Hunt (2)

11 1 0
                                    

Langit siang itu terlihat cerah dan hanya terlihat sedikit awan. Di bawah langit yang sama, empat orang manusia yang diberi berkah sebuah kekuatan spesial tengah berkumpul di taman bermain anak-anak.

Tiana, gadis yang memiliki kemampuan meniru fisik lawan sedang duduk di atas bak pasir bersama Natasha. Ray sedang berdiri bersandar pada tiang ayunan di kedua sisi yang berbeda. Rena terlihat duduk di ayunan sembari mengayunkan ayunan tersebut dengan perlahan. Satu lagi, Radit, dia tengah berdiri di tengah-tengah keempat pelindungnya dengan tatapan sedih.

Dirinya memandang jauh ke arah langit, mengingat kembali perbincangan dirinya dengan sang kelinci licik yang mengendalikan permainan, Rayn.~

***
Saat itu semua orang telah meninggalkan arena pertempuran pada saat berakhirnya babak keempat. Misi babak keempat kali ini telah selesai dengan dua tubuh yang harus meregang nyawanya, Dyrga dan Irene. Saat tak sadarkan diri, Radit melihat dirinya sedang terbaring lemas di arena tersebut sedangkan Rayn sang kelinci menyengir menatap dirinya, membuatnya kesal dan ingin memukul wajahnya.
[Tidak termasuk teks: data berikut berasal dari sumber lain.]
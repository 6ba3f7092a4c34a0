use rusqlite::types::{ToSql, ToSqlOutput, ValueRef};
use rusqlite::{params_from_iter, Connection, OpenFlags, OptionalExtension, Row};
use serde::{Deserialize, Serialize};
use std::{collections::HashMap, fmt, path::Path};
use thiserror::Error;
use tracing::{debug, info};

/// Target used when no database path is configured.
pub const IN_MEMORY: &str = ":memory:";

/// Errors raised by [`RecordStore`].
#[derive(Debug, Error)]
pub enum StoreError {
    /// The connection could not be opened. The store was never constructed.
    #[error("failed to open database connection to '{target}'")]
    Connection {
        target: String,
        #[source]
        source: rusqlite::Error,
    },

    /// A lookup by name matched no rows.
    #[error("no record named '{name}' found in table '{table}'")]
    NotFound { table: String, name: String },

    /// Any other failure while preparing or executing a statement.
    #[error(transparent)]
    Statement(#[from] rusqlite::Error),

    /// A [`TableName`] was built from a string outside the allowed identifier set.
    #[error("invalid table name '{name}'")]
    InvalidTableName { name: String },
}

/// Core value types bound as statement parameters
#[derive(Debug, Clone, PartialEq)]
pub(crate) enum Value {
    Integer(i64),
    Text(String),
}

impl From<i64> for Value {
    fn from(value: i64) -> Self {
        Value::Integer(value)
    }
}

impl From<&str> for Value {
    fn from(value: &str) -> Self {
        Value::Text(value.to_string())
    }
}

impl From<String> for Value {
    fn from(value: String) -> Self {
        Value::Text(value)
    }
}

impl ToSql for Value {
    fn to_sql(&self) -> rusqlite::Result<ToSqlOutput<'_>> {
        Ok(match self {
            Value::Integer(i) => ToSqlOutput::Owned(rusqlite::types::Value::Integer(*i)),
            Value::Text(s) => ToSqlOutput::Borrowed(ValueRef::Text(s.as_bytes())),
        })
    }
}

/// SQL statement with positional parameters
#[derive(Debug, Clone, PartialEq)]
pub(crate) struct SqlQuery {
    pub(crate) statement: String,
    pub(crate) params: Vec<Value>,
}

impl SqlQuery {
    pub(crate) fn new(statement: impl Into<String>) -> Self {
        Self {
            statement: statement.into(),
            params: Vec::new(),
        }
    }

    /// Bind the next positional parameter
    pub(crate) fn with_param(mut self, value: impl Into<Value>) -> Self {
        self.params.push(value.into());
        self
    }
}

/// A single row of the Id/Name shape.
#[derive(Debug, Clone, PartialEq, Eq, Serialize, Deserialize)]
pub struct Record {
    pub id: i64,
    pub name: String,
}

impl Record {
    fn from_row(row: &Row<'_>) -> rusqlite::Result<Self> {
        Ok(Self {
            id: row.get(0)?,
            name: row.get(1)?,
        })
    }
}

/// A table identifier restricted to `[A-Za-z_][A-Za-z0-9_]*`.
///
/// Opt-in: every [`RecordStore`] operation also accepts plain strings. Wrap
/// externally influenced names in this type before they reach the store.
#[derive(Debug, Clone, PartialEq, Eq, Hash)]
pub struct TableName(String);

impl TableName {
    pub fn new(name: impl Into<String>) -> Result<Self, StoreError> {
        let name = name.into();
        let mut chars = name.chars();
        let valid = match chars.next() {
            Some(first) if first.is_ascii_alphabetic() || first == '_' => {
                chars.all(|c| c.is_ascii_alphanumeric() || c == '_')
            }
            _ => false,
        };
        if valid {
            Ok(Self(name))
        } else {
            Err(StoreError::InvalidTableName { name })
        }
    }

    pub fn as_str(&self) -> &str {
        &self.0
    }
}

impl AsRef<str> for TableName {
    fn as_ref(&self) -> &str {
        &self.0
    }
}

impl fmt::Display for TableName {
    fn fmt(&self, f: &mut fmt::Formatter<'_>) -> fmt::Result {
        f.write_str(&self.0)
    }
}

/// Connection settings for a [`RecordStore`]
#[derive(Debug, Clone, PartialEq, Eq, Serialize, Deserialize)]
#[serde(default)]
pub struct StoreConfig {
    /// Path to the SQLite database file, or `:memory:`
    pub db_path: String,
    /// Create the file when it does not exist yet
    pub create_if_missing: bool,
    /// Open without write access
    pub read_only: bool,
}

impl Default for StoreConfig {
    fn default() -> Self {
        Self {
            db_path: IN_MEMORY.to_string(),
            create_if_missing: true,
            read_only: false,
        }
    }
}

impl StoreConfig {
    pub fn new(db_path: impl Into<String>) -> Self {
        Self {
            db_path: db_path.into(),
            ..Self::default()
        }
    }

    pub fn with_create_if_missing(mut self, create_if_missing: bool) -> Self {
        self.create_if_missing = create_if_missing;
        self
    }

    pub fn with_read_only(mut self, read_only: bool) -> Self {
        self.read_only = read_only;
        self
    }

    fn open_flags(&self) -> OpenFlags {
        let mut flags = OpenFlags::SQLITE_OPEN_URI | OpenFlags::SQLITE_OPEN_NO_MUTEX;
        if self.read_only {
            flags |= OpenFlags::SQLITE_OPEN_READ_ONLY;
        } else {
            flags |= OpenFlags::SQLITE_OPEN_READ_WRITE;
            if self.create_if_missing {
                flags |= OpenFlags::SQLITE_OPEN_CREATE;
            }
        }
        flags
    }
}

/// Id/Name record access over one exclusively owned SQLite connection.
///
/// Every operation maps to exactly one SQL statement. Values are always bound
/// as parameters, but the table name is interpolated into the statement text.
/// A table name containing SQL can therefore change the statement that runs.
/// Callers that take table names from outside a trust boundary must validate
/// them first, for example through [`TableName`].
///
/// The connection has no internal locking. Use from a single thread or
/// serialize access externally.
pub struct RecordStore {
    conn: Connection,
    target: String,
}

impl RecordStore {
    /// Opens or creates a SQLite database at the given path.
    pub fn open(path: impl AsRef<Path>) -> Result<Self, StoreError> {
        let path = path.as_ref();
        let target = path.display().to_string();
        match Connection::open(path) {
            Ok(conn) => Ok(Self::established(conn, target)),
            Err(source) => Err(StoreError::Connection { target, source }),
        }
    }

    pub fn open_in_memory() -> Result<Self, StoreError> {
        match Connection::open_in_memory() {
            Ok(conn) => Ok(Self::established(conn, IN_MEMORY.to_string())),
            Err(source) => Err(StoreError::Connection {
                target: IN_MEMORY.to_string(),
                source,
            }),
        }
    }

    /// Opens the database described by `config` with its flags applied.
    pub fn with_config(config: &StoreConfig) -> Result<Self, StoreError> {
        let target = config.db_path.clone();
        match Connection::open_with_flags(&config.db_path, config.open_flags()) {
            Ok(conn) => Ok(Self::established(conn, target)),
            Err(source) => Err(StoreError::Connection { target, source }),
        }
    }

    fn established(conn: Connection, target: String) -> Self {
        info!(db_target = %target, "opened sqlite connection");
        Self { conn, target }
    }

    /// The path or `:memory:` target this store was opened against.
    pub fn target(&self) -> &str {
        &self.target
    }

    /// Closes the connection, reporting any error from the driver.
    ///
    /// Dropping the store also closes the connection, but silently.
    pub fn close(self) -> Result<(), StoreError> {
        let Self { conn, target } = self;
        conn.close().map_err(|(_, e)| StoreError::Statement(e))?;
        info!(db_target = %target, "closed sqlite connection");
        Ok(())
    }

    pub fn insert(&self, table: impl AsRef<str>, name: &str) -> Result<(), StoreError> {
        let query = SqlQuery::new(format!("INSERT INTO {} (Name) VALUES (?1)", table.as_ref()))
            .with_param(name);
        self.execute(&query)?;
        Ok(())
    }

    /// Returns every `Name` in engine iteration order.
    pub fn fetch_all_names(&self, table: impl AsRef<str>) -> Result<Vec<String>, StoreError> {
        let query = SqlQuery::new(format!("SELECT Name FROM {}", table.as_ref()));
        self.query(&query, |row| row.get(0))
    }

    /// Returns the `Id` of a row with the given name.
    ///
    /// When several rows share the name, whichever row the engine yields first
    /// is returned.
    pub fn find_id_by_name(&self, table: impl AsRef<str>, name: &str) -> Result<i64, StoreError> {
        let table = table.as_ref();
        let query = SqlQuery::new(format!("SELECT Id FROM {table} WHERE Name = ?1 LIMIT 1"))
            .with_param(name);
        self.query_optional(&query, |row| row.get(0))?
            .ok_or_else(|| StoreError::NotFound {
                table: table.to_string(),
                name: name.to_string(),
            })
    }

    /// Renames the row with `id`. A missing id is a silent no-op.
    pub fn update(
        &self,
        table: impl AsRef<str>,
        id: i64,
        new_name: &str,
    ) -> Result<(), StoreError> {
        let query = SqlQuery::new(format!("UPDATE {} SET Name = ?1 WHERE Id = ?2", table.as_ref()))
            .with_param(new_name)
            .with_param(id);
        self.execute(&query)?;
        Ok(())
    }

    /// Deletes the row with `id`. A missing id is a silent no-op.
    pub fn delete(&self, table: impl AsRef<str>, id: i64) -> Result<(), StoreError> {
        let query =
            SqlQuery::new(format!("DELETE FROM {} WHERE Id = ?1", table.as_ref())).with_param(id);
        self.execute(&query)?;
        Ok(())
    }

    pub fn list_tables(&self) -> Result<Vec<String>, StoreError> {
        let query = SqlQuery::new("SELECT name FROM sqlite_master WHERE type='table'");
        self.query(&query, |row| row.get(0))
    }

    /// Returns every row keyed by `Id`. A repeated id keeps the last name seen.
    pub fn fetch_all_with_ids(
        &self,
        table: impl AsRef<str>,
    ) -> Result<HashMap<i64, String>, StoreError> {
        let records = self.fetch_records(table)?;
        Ok(records
            .into_iter()
            .map(|record| (record.id, record.name))
            .collect())
    }

    /// Returns every row in engine iteration order.
    pub fn fetch_records(&self, table: impl AsRef<str>) -> Result<Vec<Record>, StoreError> {
        let query = SqlQuery::new(format!("SELECT Id, Name FROM {}", table.as_ref()));
        self.query(&query, Record::from_row)
    }

    fn execute(&self, query: &SqlQuery) -> Result<usize, StoreError> {
        debug!(sql = %query.statement, params = query.params.len(), "executing statement");
        let mut stmt = self.conn.prepare(&query.statement)?;
        let affected = stmt.execute(params_from_iter(query.params.iter()))?;
        debug!(affected, "statement complete");
        Ok(affected)
    }

    fn query<T, F>(&self, query: &SqlQuery, map: F) -> Result<Vec<T>, StoreError>
    where
        F: FnMut(&Row<'_>) -> rusqlite::Result<T>,
    {
        debug!(sql = %query.statement, params = query.params.len(), "executing query");
        let mut stmt = self.conn.prepare(&query.statement)?;
        let rows = stmt.query_map(params_from_iter(query.params.iter()), map)?;
        let values = rows.collect::<rusqlite::Result<Vec<T>>>()?;
        Ok(values)
    }

    fn query_optional<T, F>(&self, query: &SqlQuery, map: F) -> Result<Option<T>, StoreError>
    where
        F: FnOnce(&Row<'_>) -> rusqlite::Result<T>,
    {
        debug!(sql = %query.statement, params = query.params.len(), "executing query");
        let mut stmt = self.conn.prepare(&query.statement)?;
        let value = stmt
            .query_row(params_from_iter(query.params.iter()), map)
            .optional()?;
        Ok(value)
    }
}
Radit, mengabaikan Rayn sampai tiba-tiba saja, kelinci yang sama berhenti di hadapannya untuk menarik perhatian Radit. "Radit, aku ingin memberitahumu jika babak selanjutnya akan membahayakan nyawa keempat pelindung jiwamu, haha--, semoga berhasil," ujar kelinci tersebut setengah tertawa dengan menutup mulutnya dengan tangan berbulu miliknya.

Radit yang mendengar hal tersebut begitu terkejut sekaligus marah terhadap apa yang baru saja diucapkan oleh Rayn. "Tunggu! Apa maksudmu?! Kenapa harus melibatkan mereka juga?!" seru Radit setengah berteriak kepada Rayn. Kelinci itu langsung menutup telinganya saat Radit berseru seperti itu.

"Itu hak ku sebagai penyelenggara permainan ini. Aku sudah memberimu bocoran tentang hal ini, kau seharusnya bersyukur." jawab sang kelinci seakan tak berdosa dengan tiap untaian kata yang keluar dari mulutnya.

Radit tentu saja semakin kesal, ia mengeratkan kepalan tangannya hendak memukul Rayn namun segera ia urungkan. Ia tahu, bukan keputusan bijak jika harus menghajar kelinci itu. "Baiklah, tapi aku ingin minta kesepakatan. Jangan sampai mereka terbunuh, aku mohon," pinta Radit dengan ekspresi yang penuh kekhawatiran.

Kelinci itu hampir saja tertawa merasa jika rencananya tersebut berhasil, ia pun menyunggingkan sebuah senyuman licik ke arah Radit. "Baiklah baik. Karena aku memiliki hati yang baik, bagaimana jika kubuat mereka sekedar hilang ingatan mengenai Dark Game ini?" tawar sang kelinci.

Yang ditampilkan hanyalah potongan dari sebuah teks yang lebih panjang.